Nove dos dez hospitais públicos do RN estão com 100% dos leitos para Covid-19 lotados; estado tem 41 pacientes na fila por leito crítico

O Rio Grande do Norte chegou a 100% de ocupação nos leitos críticos da rede pública estadual para tratamento da Covid-19 no Oeste do estado e na Região Metropolitana de Natal. Em todo o território potiguar há apenas 6 leitos de UTI, no hospital regional de Caicó. Dos 10 hospitais públicos com atendimento para Covid-19, apenas um não está 100% lotado, justamente o Telecila Freitas Fontes. O número de pacientes aguardando leito UTI ou UCI é 41.

Os dados são do portal RegulaRN da Secretaria Estadual de Saúde Pública (Sesap) em parceria com o Laboratório de Inovação Tecnológica em Saúde da Universidade Federal (LAIS/UFRN). A plataforma é atualizada em tempo real. A consulta para esta reportagem foi feita às 13h26 desta terça-feira (26).

Ao todo, o RN tem 181 leitos críticos para pacientes com o novo coronavírus. Esses leitos podem ser de Unidade de Terapia Intensiva (UTI), destinados a pacientes graves, ou de Unidade de Cuidados Intensivos (UCI), que pode ser entendido como um meio-termo entre as etapas de internação e terapia intensiva.

Estes 181 leitos estão divididos entre 10 hospitais públicos do RN com atendimento especializado para a Covid-19. Apenas 6 estão disponíveis, em Caicó; 24 bloqueados; e 151 ocupados. Nove dos 10 hospitais com pacientes da Covid estão com 100% de lotação.

Das 10 unidades hospitalares, 6 estão em Natal e atendem pacientes da região metropolitana. Dois hospitais estão em Mossoró e atendem a região Oeste. As outras duas unidades estão em Caicó (região Seridó) e Pau dos Ferros (região Alto Oeste). Veja o panorama em detalhes:

G1/RN

Fila de pacientes tem 98 pessoas

Com 90% da rede pública estadual cheia, 41 pacientes estão em estado grave aguardando tratamento em terapia intensiva. Deste grupo, 12 foram classificados como “prioridade 1” e 29 como “prioridade 2”. Outras 57 formam o grupo de pessoas das prioridades 3 e 4, que não dependem de ventilação mecânica, mas aguardam leitos de menor complexidade.

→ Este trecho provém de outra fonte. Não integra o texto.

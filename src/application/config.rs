use std::path::{Path, PathBuf};

pub const DEFAULT_ASSET_URL: &str = "chrome-extension://calendar-chroma";

pub struct Config {
    pub data_dir: PathBuf,
    pub db_path: PathBuf,
    pub activity_log: PathBuf,
    pub asset_base_url: String,
}

impl Config {
    pub fn from_env() -> Self {
        let data_dir = std::env::var("CALENDAR_CHROMA_DIR")
            .map(PathBuf::from)
            .unwrap_or_else(|_| {
                dirs::data_local_dir()
                    .unwrap_or_else(|| PathBuf::from("."))
                    .join("calendar-chroma")
            });

        let asset_base_url = std::env::var("CALENDAR_CHROMA_ASSET_URL")
            .unwrap_or_else(|_| DEFAULT_ASSET_URL.to_string());

        Self::with_data_dir(data_dir, asset_base_url)
    }

    pub fn with_data_dir(data_dir: impl AsRef<Path>, asset_base_url: impl Into<String>) -> Self {
        let data_dir = data_dir.as_ref().to_path_buf();

        Self {
            db_path: data_dir.join("themes.db"),
            activity_log: data_dir.join("activity.log"),
            data_dir,
            asset_base_url: asset_base_url.into(),
        }
    }
}
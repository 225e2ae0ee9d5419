use crate::application::{CalendarSnapshot, ThemeApp};
use crate::domain::{Pattern, PosterRef, Theme, ThemeId};
use crate::infrastructure::AssetKind;
use anyhow::{Result, anyhow};
use clap::{Parser, Subcommand};
use std::path::PathBuf;

#[derive(Parser)]
#[command(name = "calendar-chroma")]
#[command(about = "Manage themes that recolor a contribution calendar")]
#[command(version)]
pub struct Cli {
    #[command(subcommand)]
    pub command: Option<Commands>,
}

#[derive(Subcommand)]
pub enum Commands {
    /// List all themes (default)
    List,
    /// Add a new theme, copied from the template or an existing theme
    Add {
        /// Theme to copy
        #[arg(long)]
        from: Option<ThemeId>,
    },
    /// Delete a theme
    Delete { id: ThemeId },
    /// Make a theme the active one
    Select { id: ThemeId },
    /// Rename a theme
    Rename { id: ThemeId, name: String },
    /// Switch a theme between chroma and poster.
    ///
    /// The side switched away from is not stored, so flipping back in a later
    /// run starts from placeholder colors or the default poster.
    Flip { id: ThemeId },
    /// Set the pattern of one bucket of a chroma theme
    SetPattern {
        id: ThemeId,
        index: usize,
        /// Color, bundled icon path, data url or uploaded asset id
        pattern: String,
    },
    /// Set the image of a poster theme
    SetPoster {
        id: ThemeId,
        /// Bundled poster path or uploaded asset id
        reference: String,
    },
    /// Detect thresholds from a calendar snapshot
    Detect { snapshot: PathBuf },
    /// Show which bucket a contribution count falls into
    Classify {
        count: u32,
        /// Theme to use (defaults to the selected one)
        #[arg(short, long)]
        theme: Option<ThemeId>,
        /// Calendar snapshot to detect thresholds from
        #[arg(short, long)]
        snapshot: Option<PathBuf>,
    },
    /// Print the resolved image url of a poster theme
    Poster { id: ThemeId },
    /// Store an icon given as a data url
    UploadIcon { data_url: String },
    /// Store a poster given as a data url
    UploadPoster { data_url: String },
    /// Delete an uploaded icon or poster by its `@storage/...` id
    RemoveAsset { id: String },
    /// Hide a bundled icon or poster from the galleries
    HideAsset { path: String },
    /// Show a previously hidden bundled asset again
    RestoreAsset { path: String },
    /// List available icons and posters
    Assets,
    /// Delete all themes and assets and start over
    Reset,
}

impl Cli {
    pub fn run() -> Result<()> {
        let cli = Self::parse();
        let mut app = ThemeApp::new()?;

        match cli.command.unwrap_or(Commands::List) {
            Commands::List => print_themes(&app),
            Commands::Add { from } => {
                let registry = app.registry_mut();
                let theme = match from {
                    Some(id) => {
                        let base = registry
                            .get(id)
                            .cloned()
                            .ok_or_else(|| anyhow!("No theme with id {}", id))?;
                        registry.add(&base)?
                    }
                    None => registry.add_default()?,
                };
                println!("Added {}", describe(theme));
            }
            Commands::Delete { id } => {
                let removed = app.registry_mut().delete(id)?;
                println!("Deleted {}", describe(&removed));
            }
            Commands::Select { id } => {
                app.registry_mut().select(id)?;
                println!("Selected theme #{}", id);
            }
            Commands::Rename { id, name } => {
                let theme = app.registry_mut().update(id, |t| t.set_name(name))?;
                println!("Renamed to {}", describe(theme));
            }
            Commands::Flip { id } => {
                let theme = app.registry_mut().update(id, |t| {
                    t.set_variant(t.kind().flipped());
                    Ok(())
                })?;
                println!("Flipped {}", describe(theme));
            }
            Commands::SetPattern { id, index, pattern } => {
                let pattern: Pattern = pattern.parse()?;
                let slots = app
                    .registry()
                    .get(id)
                    .and_then(Theme::patterns)
                    .map(<[Pattern]>::len);
                if let Some(slots) = slots.filter(|slots| index >= *slots) {
                    return Err(anyhow!(
                        "Theme #{} has {} patterns, index {} is out of range",
                        id,
                        slots,
                        index
                    ));
                }
                app.registry_mut()
                    .update(id, |t| t.set_pattern(index, pattern))?;
                println!("Updated pattern {} of theme #{}", index, id);
            }
            Commands::SetPoster { id, reference } => {
                let poster: PosterRef = reference.parse()?;
                app.registry_mut().update(id, |t| t.set_poster(poster))?;
                println!("Updated poster of theme #{}", id);
            }
            Commands::Detect { snapshot } => {
                let snapshot = CalendarSnapshot::from_path(snapshot)?;
                let thresholds = app.detect(&snapshot)?;
                println!("{}", thresholds);
            }
            Commands::Classify {
                count,
                theme,
                snapshot,
            } => {
                let snapshot = snapshot.map(CalendarSnapshot::from_path).transpose()?;
                let page = snapshot
                    .as_ref()
                    .map(|s| s as &dyn crate::domain::CalendarPage);
                let result = app.classify(count, theme, page)?;

                match result.pattern {
                    Some(pattern) => println!(
                        "Theme #{}: bucket {} ({} {})",
                        result.theme_id,
                        result.bucket,
                        pattern.kind(),
                        pattern
                    ),
                    None => println!("Theme #{}: bucket {}", result.theme_id, result.bucket),
                }
            }
            Commands::Poster { id } => match app.poster_url(id)? {
                Some(url) => println!("{}", url),
                None => println!("Theme #{} has no poster image", id),
            },
            Commands::UploadIcon { data_url } => {
                let id = app.registry().assets().upload(AssetKind::Icon, data_url)?;
                println!("{}", id);
            }
            Commands::UploadPoster { data_url } => {
                let id = app
                    .registry()
                    .assets()
                    .upload(AssetKind::Poster, data_url)?;
                println!("{}", id);
            }
            Commands::RemoveAsset { id } => {
                let kind = AssetKind::of_identifier(&id)
                    .ok_or_else(|| anyhow!("{} is not an uploaded asset id", id))?;
                if app.registry().assets().remove(kind, &id)? {
                    println!("Removed {}", id);
                } else {
                    println!("No upload with id {}", id);
                }
            }
            Commands::HideAsset { path } => {
                app.registry().assets().hide_default(&path)?;
                println!("Hid {}", path);
            }
            Commands::RestoreAsset { path } => {
                if app.registry().assets().restore_default(&path)? {
                    println!("Restored {}", path);
                } else {
                    println!("{} was not hidden", path);
                }
            }
            Commands::Assets => print_assets(&app)?,
            Commands::Reset => {
                app.reset()?;
                println!("All themes and assets removed");
            }
        }

        Ok(())
    }
}

fn describe(theme: &Theme) -> String {
    format!(
        "#{} {:?} ({})",
        theme.id().unwrap_or_default(),
        theme.name(),
        theme.kind()
    )
}

fn print_themes(app: &ThemeApp) {
    let registry = app.registry();

    for theme in registry.themes() {
        let marker = if theme.id() == registry.selected_id() {
            "*"
        } else {
            " "
        };
        println!("{} {}", marker, describe(theme));
        println!("    thresholds: {}", theme.thresholds());

        if let Some(patterns) = theme.patterns() {
            let patterns: Vec<String> = patterns.iter().map(ToString::to_string).collect();
            println!("    patterns:   {}", patterns.join(" "));
        }
        if let Some(poster) = theme.poster_ref() {
            println!("    poster:     {}", poster);
        }
    }
}

fn print_assets(app: &ThemeApp) -> Result<()> {
    let assets = app.registry().assets();

    for (label, kind) in [("Icons", AssetKind::Icon), ("Posters", AssetKind::Poster)] {
        println!("{}", label);
        for path in assets.visible_defaults(kind)? {
            println!("  {}", path);
        }
        for upload in assets.list(kind)? {
            println!("  {} ({} bytes)", upload.id, upload.data.len());
        }
    }

    let hidden = assets.hidden_defaults()?;
    if !hidden.is_empty() {
        println!("Hidden");
        for path in hidden {
            println!("  {}", path);
        }
    }

    Ok(())
}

Confira a definição técnica das prioridades de acordo com a Sesap:

  • Prioridade 1: são aqueles que estão entubados ou em droga vasoativa. Esses são pacientes agudos que precisam de um leito de UTI e que não tem doenças crônicas avançadas;
  • Prioridade 2: são também aqueles que demandam por terapias intensivas (ventilação mecânica, droga vasoativa, por exemplo), mas são pacientes que já possuem alguma doença crônica;
  • Prioridade 3: são aqueles que não dependem de ventilação mecânica;
  • Prioridade 4: não dependem da ventilação ou de suporte mais intensivo, mas tem alguma doença crônica.

Segundo a Sesap, os pacientes críticos serão regulados conforme protocolos operacionais. “A ocupação do leito vago por um paciente que está na fila obedece aos protocolos de segurança para a transferência e a disponibilidade de uma ambulância adequada para realizar o transporte”, informou a pasta.